12 Nisan 2016 Salı

Zihninizin Yüzde 10'ndan Biraz Daha Fazlasını Kullanmaya Ne Dersiniz?



Eğer zihnimizin bilim adamlarının bahsettiği şekilde sadece  yüzde 10 civarındaki ufak bir kısmını kullanarak bugünlere gelebildiysek, zihnimiz üzerinde biraz daha fazla kontrole sahip olsak neler elde edebilirdik öyle değil mi?

Aslında biz enerji terapistlerinin tüm çalışmalarının özünde de uyanık ve uyuyan zihnimiz üzerinde belli bir oranda bir kontrol sağlamak yatmıyor mu? Zira artık herkesin de bildiği gibi insanın  özü, duyguları ve düşüncesinin bir frekansı ve enerjisi vardır, evrenin özü de saf enerjiden oluşmaktadır, eş frekanslar bir araya geldiğinde de "yaratım" meydana gelir; işte bizlerde hayatımızı, frekansımıza eş frekanslarda deneyim ve kişileri çekerek an be an yaratmaktayız. Ve bu yasanın da herhangi bir istinası yoktur.

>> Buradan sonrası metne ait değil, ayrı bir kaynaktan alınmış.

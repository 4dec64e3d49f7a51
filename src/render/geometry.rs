use crate::foundation::core::Rect;
use crate::scene::model::FitMode;

/// Where a source lands: the sampled source rectangle (texels) and the destination rectangle
/// (canvas pixels) it is stretched onto.
#[derive(Clone, Copy, Debug, PartialEq)]
pub struct Placement {
    /// Sampled region of the source.
    pub src: Rect,
    /// Destination region in the canvas.
    pub dest: Rect,
}

/// Map a `src_w` x `src_h` source into `rect` according to `fit`.
///
/// Returns `None` for degenerate sizes, which draw nothing.
pub fn fit_source(src_w: u32, src_h: u32, rect: Rect, fit: FitMode) -> Option<Placement> {
    let (sw, sh) = (f64::from(src_w), f64::from(src_h));
    let (rw, rh) = (rect.width(), rect.height());
    if sw <= 0.0 || sh <= 0.0 || rw <= 0.0 || rh <= 0.0 {
        return None;
    }
    let full = Rect::new(0.0, 0.0, sw, sh);

    let placement = match fit {
        FitMode::StretchToFill => Placement {
            src: full,
            dest: rect,
        },
        FitMode::CenterCoverCropped => {
            let scale = (rw / sw).max(rh / sh);
            let (vw, vh) = (rw / scale, rh / scale);
            let x0 = (sw - vw) / 2.0;
            let y0 = (sh - vh) / 2.0;
            Placement {
                src: Rect::new(x0, y0, x0 + vw, y0 + vh),
                dest: rect,
            }
        }
        FitMode::CenterFitContained => {
            let scale = (rw / sw).min(rh / sh);
            let (dw, dh) = (sw * scale, sh * scale);
            let x0 = rect.x0 + (rw - dw) / 2.0;
            let y0 = rect.y0 + (rh - dh) / 2.0;
            Placement {
                src: full,
                dest: Rect::new(x0, y0, x0 + dw, y0 + dh),
            }
        }
    };
    Some(placement)
}

#[cfg(test)]
#[path = "../../tests/unit/render/geometry.rs"]
mod tests;
pub(crate) mod clock;
pub(crate) mod render_session;
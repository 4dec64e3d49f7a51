use std::path::PathBuf;

use crate::assets::bitmap::Bitmap;
use crate::foundation::error::{EvaError, EvaResult};
use crate::gpu::handles::TextureId;
use crate::scene::model::{FitMode, LoadOrigin, SourceKindSpec, SourceSpec, TextStyle};

/// Image payload. Pixels are dropped once uploaded; `persisted_path` lets them be reloaded.
#[derive(Clone, Debug, Default)]
pub struct ImageContent {
    pub(crate) pixels: Option<Bitmap>,
    pub(crate) persisted_path: Option<PathBuf>,
}

impl ImageContent {
    /// Pixels waiting for upload.
    pub fn pixels(&self) -> Option<&Bitmap> {
        self.pixels.as_ref()
    }

    /// Where the decoded image was saved, if anywhere.
    pub fn persisted_path(&self) -> Option<&std::path::Path> {
        self.persisted_path.as_deref()
    }
}

/// Text payload handed to the [`TextRasterizer`].
#[derive(Clone, Debug, PartialEq, Eq)]
pub struct TextContent {
    /// Current text, after data-binding substitution.
    pub text: String,
    /// Font size in pixels.
    pub font_size: u32,
    /// Straight-alpha RGBA color.
    pub font_color: [u8; 4],
    /// Weight.
    pub style: TextStyle,
}

/// Image or text.
#[derive(Clone, Debug)]
pub enum SourceContent {
    /// Bitmap supplied by the asset loader.
    Image(ImageContent),
    /// Text rasterized on upload.
    Text(TextContent),
}

/// One renderable resource and its GPU texture.
#[derive(Clone, Debug)]
pub struct Source {
    pub(crate) id: String,
    pub(crate) content: SourceContent,
    pub(crate) load_origin: LoadOrigin,
    pub(crate) width: u32,
    pub(crate) height: u32,
    pub(crate) fit: FitMode,
    pub(crate) texture: TextureId,
    pub(crate) dirty: bool,
}

impl Source {
    /// Build an empty source from its descriptor entry.
    pub fn from_spec(spec: &SourceSpec) -> EvaResult<Self> {
        let content = match &spec.kind {
            SourceKindSpec::Image => SourceContent::Image(ImageContent::default()),
            SourceKindSpec::Text(text) => SourceContent::Text(TextContent {
                text: text.text.clone(),
                font_size: text.font_size,
                font_color: parse_hex_color(&text.font_color).map_err(|err| {
                    EvaError::validation(format!("source '{}': {err}", spec.id))
                })?,
                style: text.style,
            }),
        };
        Ok(Self {
            id: spec.id.clone(),
            content,
            load_origin: spec.load_origin,
            width: spec.width,
            height: spec.height,
            fit: spec.fit,
            texture: TextureId::NONE,
            dirty: false,
        })
    }

    /// Source id.
    pub fn id(&self) -> &str {
        &self.id
    }

    /// Payload.
    pub fn content(&self) -> &SourceContent {
        &self.content
    }

    /// Load origin hint.
    pub fn load_origin(&self) -> LoadOrigin {
        self.load_origin
    }

    /// Intrinsic size in pixels.
    pub fn size(&self) -> (u32, u32) {
        (self.width, self.height)
    }

    /// Aspect handling inside the effect rectangle.
    pub fn fit(&self) -> FitMode {
        self.fit
    }

    /// Uploaded texture, or [`TextureId::NONE`].
    pub fn texture(&self) -> TextureId {
        self.texture
    }

    /// `true` when the texture is live and matches the content.
    pub fn is_resident(&self) -> bool {
        self.texture.is_set() && !self.dirty
    }
}

/// Turns text content into premultiplied pixels. Implemented outside this crate.
pub trait TextRasterizer {
    /// Rasterize `text` into a `width` x `height` bitmap.
    fn rasterize(&mut self, text: &TextContent, width: u32, height: u32) -> EvaResult<Bitmap>;
}

/// Parse `#RRGGBB` or `#AARRGGBB` into straight RGBA.
pub fn parse_hex_color(s: &str) -> EvaResult<[u8; 4]> {
    let hex = s
        .strip_prefix('#')
        .ok_or_else(|| EvaError::validation(format!("color '{s}' must start with '#'")))?;
    let value = u32::from_str_radix(hex, 16)
        .map_err(|_| EvaError::validation(format!("color '{s}' is not hexadecimal")))?;
    let [b0, b1, b2, b3] = value.to_be_bytes();
    match hex.len() {
        6 => Ok([b1, b2, b3, 255]),
        8 => Ok([b1, b2, b3, b0]),
        _ => Err(EvaError::validation(format!(
            "color '{s}' must have 6 or 8 hex digits"
        ))),
    }
}

#[cfg(test)]
#[path = "../../tests/unit/assets/source.rs"]
mod tests;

Yapılan tüm kişisel gelişim ve enerji çalışmaları, adı ve yöntemi her ne olursa olsun amaç olarak duygu ve düşünceleri kontrol ederek belli bir frekans seviyesine yükseltmeyi ve orada mümkün olduğunca uzun süreler tutmayı hedefler, bu frekans seviyesine biz halk arasında "pozitif olmak, pozitif düşünmek" diyoruz=)

Ancak gerek, çevresel koşullar, gerekse alışkanlıklarımız, genelde olumsuzu düşünmekten yana olduğu için, "pozitif olmak" sanıldığı kadar kolay olamayabiliyor. Zihnimizin alt yapısı, genel olarak "olumsuzu beklemeye" ve "olumsuzu düşünmeye" eğilimli ise,  kullanacağınız olumlamalar, aldığınız reiki terapileri, NLP, EFT gibi uygulamaların etkinliğinden yeterince faydalanamayabiliyorsunuz. Bu çalışmalar arasında EFT çalışması bilinçaltı üzerinde tecrübelerime göre en kuvvetli etkiye sahip olup, düşünce yapınızı değiştirmek yönünde oldukça faydalıdır, ancak herhalükarda herhangi bir çalışmaya girişmeden önce zihin kaslarınızı ısındırmak, esas çalışmadan daha fazla faydalanmanızı sağlar.

Örneğin bir çok kişi tanıyorum, hayatını olumlamalara adamış, ama kimi zaman istediği verimi alıyor, kimi zaman almıyor, bazısı ise hiç almıyor. Arkadaşlar işte bunun altında yatan sebep, zihnin altyapısı ile ilgilidir. Kimi kişi olumlamalarını yaparken, o olumlamanın gerçekleşeceği hususunda sonsuz bir inanç duyar, evrene şans tanır - yani durumun gidişatı hakkında pozitif bir düşünceye sahiptir; kimi kişinin bilinçaltı, ve hatta uyanık zihni o kadar inatçıdır ki, kendisinin bir şekilde hep "şanssız" olduğuna, herkeste işe yarayan bir yöntemin dahi kendisinde işe yaramayacağına inanır, şüphe ile yaklaşır - işte bu kişilerde durumlarının gidişatı hakkında olumsuz bir düşünceye sahiptir, ve bu altyapı ile ilerlemeleri oldukça güçtür.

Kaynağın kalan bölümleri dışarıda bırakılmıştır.